The mental health of Asian American students was significantly harmed due to the rise of anti-Asian discrimination fueled by the COVID-19 pandemic, according to a new study.
Pandemic-fueled stressors: The National College Health Assessment (NCHA) found that Asian and Asian American students experienced high levels of stressors during the COVID-19 pandemic. The study collected and compared data from over 6,000 survey responses from Asian and Asian American students in 2019 and 2020.
In 2019, the most significant predictors of suicidality were depression, loneliness and higher alcohol and drug use. Researchers also found variables that protected one’s mental health from these factors, including sleeping well, exercising and spending time with loved ones.
But in 2020, the survey participants reported more pandemic-fueled stressors, including death of a loved one (9%), discrimination (7%) and financial stress (61%), with no significant protective variables.
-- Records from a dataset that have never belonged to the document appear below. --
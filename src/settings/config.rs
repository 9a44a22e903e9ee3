//! Configuration management with versioning and migration

use crate::error::{AppError, Result};
use log::{debug, info};
use serde::{Deserialize, Serialize};
use std::fs;
use std::path::{Path, PathBuf};

/// Current configuration version
pub const CONFIG_VERSION: u32 = 1;

/// Portable mode marker filename
const PORTABLE_MARKER: &str = "portable.txt";

/// Configuration filename
const CONFIG_FILENAME: &str = "config.toml";

/// Directory under `%LOCALAPPDATA%` for installed mode
const APP_DIR_NAME: &str = "HeadsetStatus";

/// Hands-free persona friendly name, carries the battery level.
/// `_` stands for the product-line variant character.
pub const DEFAULT_HANDS_FREE_NAME: &str = "W_-1000XM_ Hands-Free AG";

/// Headphones persona friendly name, carries connection state
pub const DEFAULT_HEADPHONES_NAME: &str = "W_-1000XM_";

/// PnP class of the Bluetooth sub-devices cycled by reconnect actions
pub const DEFAULT_BLUETOOTH_CLASS: &str = "Bluetooth";

/// Application configuration
#[derive(Debug, Clone, Serialize, Deserialize)]
pub struct AppConfig {
    /// Configuration version for migration
    #[serde(default = "default_version")]
    pub config_version: u32,

    /// Headset lookup settings
    #[serde(default)]
    pub headset: HeadsetConfig,

    /// Logging settings
    #[serde(default)]
    pub logging: LoggingConfig,
}

fn default_version() -> u32 {
    CONFIG_VERSION
}

#[derive(Debug, Clone, PartialEq, Eq, Serialize, Deserialize)]
pub struct HeadsetConfig {
    /// Friendly name (or pattern) of the hands-free device
    #[serde(default = "default_hands_free_name")]
    pub hands_free_name: String,

    /// Friendly name (or pattern) of the headphones device
    #[serde(default = "default_headphones_name")]
    pub headphones_name: String,

    /// Device class searched by connect/disconnect
    #[serde(default = "default_bluetooth_class")]
    pub bluetooth_class: String,

    /// Pause between the two disable calls of a disconnect, in milliseconds
    #[serde(default = "default_disconnect_delay")]
    pub disconnect_delay_ms: u64,
}

fn default_hands_free_name() -> String {
    DEFAULT_HANDS_FREE_NAME.to_string()
}

fn default_headphones_name() -> String {
    DEFAULT_HEADPHONES_NAME.to_string()
}

fn default_bluetooth_class() -> String {
    DEFAULT_BLUETOOTH_CLASS.to_string()
}

fn default_disconnect_delay() -> u64 {
    100
}

impl Default for HeadsetConfig {
    fn default() -> Self {
        Self {
            hands_free_name: default_hands_free_name(),
            headphones_name: default_headphones_name(),
            bluetooth_class: default_bluetooth_class(),
            disconnect_delay_ms: default_disconnect_delay(),
        }
    }
}

#[derive(Debug, Clone, Serialize, Deserialize)]
pub struct LoggingConfig {
    /// Log level (trace, debug, info, warn, error)
    #[serde(default = "default_log_level")]
    pub level: String,

    /// Maximum log file size in bytes
    #[serde(default = "default_max_log_size")]
    pub max_file_size: u64,

    /// Number of log files to keep
    #[serde(default = "default_max_log_files")]
    pub max_files: u32,
}

fn default_log_level() -> String {
    "warn".to_string()
}

fn default_max_log_size() -> u64 {
    1024 * 1024 // 1MB
}

fn default_max_log_files() -> u32 {
    3
}

impl Default for LoggingConfig {
    fn default() -> Self {
        Self {
            level: default_log_level(),
            max_file_size: default_max_log_size(),
            max_files: default_max_log_files(),
        }
    }
}

impl Default for AppConfig {
    fn default() -> Self {
        Self {
            config_version: CONFIG_VERSION,
            headset: HeadsetConfig::default(),
            logging: LoggingConfig::default(),
        }
    }
}

impl AppConfig {
    /// Migrate config from older version
    pub fn migrate(&mut self) -> bool {
        if self.config_version >= CONFIG_VERSION {
            return false;
        }

        info!(
            "Migrating config from version {} to {}",
            self.config_version, CONFIG_VERSION
        );
        // Unversioned files predate the [headset] section; serde defaults fill it in
        self.config_version = CONFIG_VERSION;
        true
    }
}

/// Manages configuration loading and saving
pub struct ConfigManager {
    config_path: PathBuf,
    is_portable: bool,
}

impl ConfigManager {
    /// Create a new config manager, detecting portable vs installed mode
    pub fn new() -> Result<Self> {
        let (config_path, is_portable) = Self::detect_config_path()?;
        Ok(Self {
            config_path,
            is_portable,
        })
    }

    /// Use an explicit config file; logs go next to it
    pub fn with_path(path: impl Into<PathBuf>) -> Self {
        Self {
            config_path: path.into(),
            is_portable: true,
        }
    }

    /// Detect whether we're running in portable mode and get config path
    fn detect_config_path() -> Result<(PathBuf, bool)> {
        let exe_path = std::env::current_exe()
            .map_err(|e| AppError::ConfigError(format!("Could not get exe path: {}", e)))?;
        let exe_dir = exe_path.parent().ok_or_else(|| {
            AppError::ConfigError("Could not get exe directory".to_string())
        })?;

        // Check for portable marker
        if exe_dir.join(PORTABLE_MARKER).exists() {
            debug!("Portable mode detected via marker file");
            return Ok((exe_dir.join(CONFIG_FILENAME), true));
        }

        match std::env::var("LOCALAPPDATA") {
            Ok(app_data) => {
                let config_dir = PathBuf::from(app_data).join(APP_DIR_NAME);
                Ok((config_dir.join(CONFIG_FILENAME), false))
            }
            Err(_) => {
                debug!("LOCALAPPDATA not set, using exe directory");
                Ok((exe_dir.join(CONFIG_FILENAME), true))
            }
        }
    }

    /// Check if running in portable mode
    pub fn is_portable(&self) -> bool {
        self.is_portable
    }

    /// Get the config file path
    pub fn config_path(&self) -> &Path {
        &self.config_path
    }

    /// Get the log directory
    pub fn log_dir(&self) -> PathBuf {
        let base = self
            .config_path
            .parent()
            .map(Path::to_path_buf)
            .unwrap_or_else(|| PathBuf::from("."));
        if self.is_portable {
            base.join("logs")
        } else {
            base
        }
    }

    /// Load configuration from file
    pub fn load(&self) -> Result<AppConfig> {
        if !self.config_path.exists() {
            info!("Config file not found, using defaults");
            return Ok(AppConfig::default());
        }

        let content = fs::read_to_string(&self.config_path)
            .map_err(|e| AppError::ConfigError(format!("Could not read config: {}", e)))?;

        let mut config = parse_config(&content)?;

        if config.migrate() {
            self.save(&config)?;
        }

        info!("Loaded config from {:?}", self.config_path);
        Ok(config)
    }

    /// Save configuration to file
    pub fn save(&self, config: &AppConfig) -> Result<()> {
        if let Some(parent) = self.config_path.parent() {
            fs::create_dir_all(parent)?;
        }

        let content = toml::to_string_pretty(config)
            .map_err(|e| AppError::ConfigError(format!("Could not serialize config: {}", e)))?;

        fs::write(&self.config_path, content)
            .map_err(|e| AppError::ConfigError(format!("Could not write config: {}", e)))?;

        info!("Saved config to {:?}", self.config_path);
        Ok(())
    }
}

/// Parse a TOML configuration document
pub fn parse_config(content: &str) -> Result<AppConfig> {
    toml::from_str(content)
        .map_err(|e| AppError::ConfigError(format!("Could not parse config: {}", e)))
}

#[cfg(test)]
mod tests {
    use super::*;

    #[test]
    fn test_default_config() {
        let config = AppConfig::default();
        assert_eq!(config.config_version, CONFIG_VERSION);
        assert_eq!(config.headset.hands_free_name, "W_-1000XM_ Hands-Free AG");
        assert_eq!(config.headset.headphones_name, "W_-1000XM_");
        assert_eq!(config.headset.disconnect_delay_ms, 100);
    }

    #[test]
    fn test_migrate_unversioned() {
        let mut config = parse_config("config_version = 0").unwrap();
        assert!(config.migrate());
        assert_eq!(config.config_version, CONFIG_VERSION);
        assert!(!config.migrate());
    }

    #[test]
    fn test_log_dir_portable() {
        let manager = ConfigManager::with_path("some/dir/config.toml");
        assert_eq!(manager.log_dir(), PathBuf::from("some/dir/logs"));
    }
}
About the study: Researchers conducted the study in order to understand the experiences of Asian American students, as they reportedly have the greatest unmet mental health need among the racial groups. In a previous study, Asian college students diagnosed with a mental health disorder were found to have received the least medical treatment at only 20%.
Suicide was also the leading cause of death among Asian adolescents from 2016 to 2020. The study findings can help health care providers and universities understand how to better support students’ mental health. According to the NCHA, their findings also suggest the need for “a holistic approach that uses community-wide prevention efforts to reduce discrimination, as well as culturally relevant practices at the individual level.”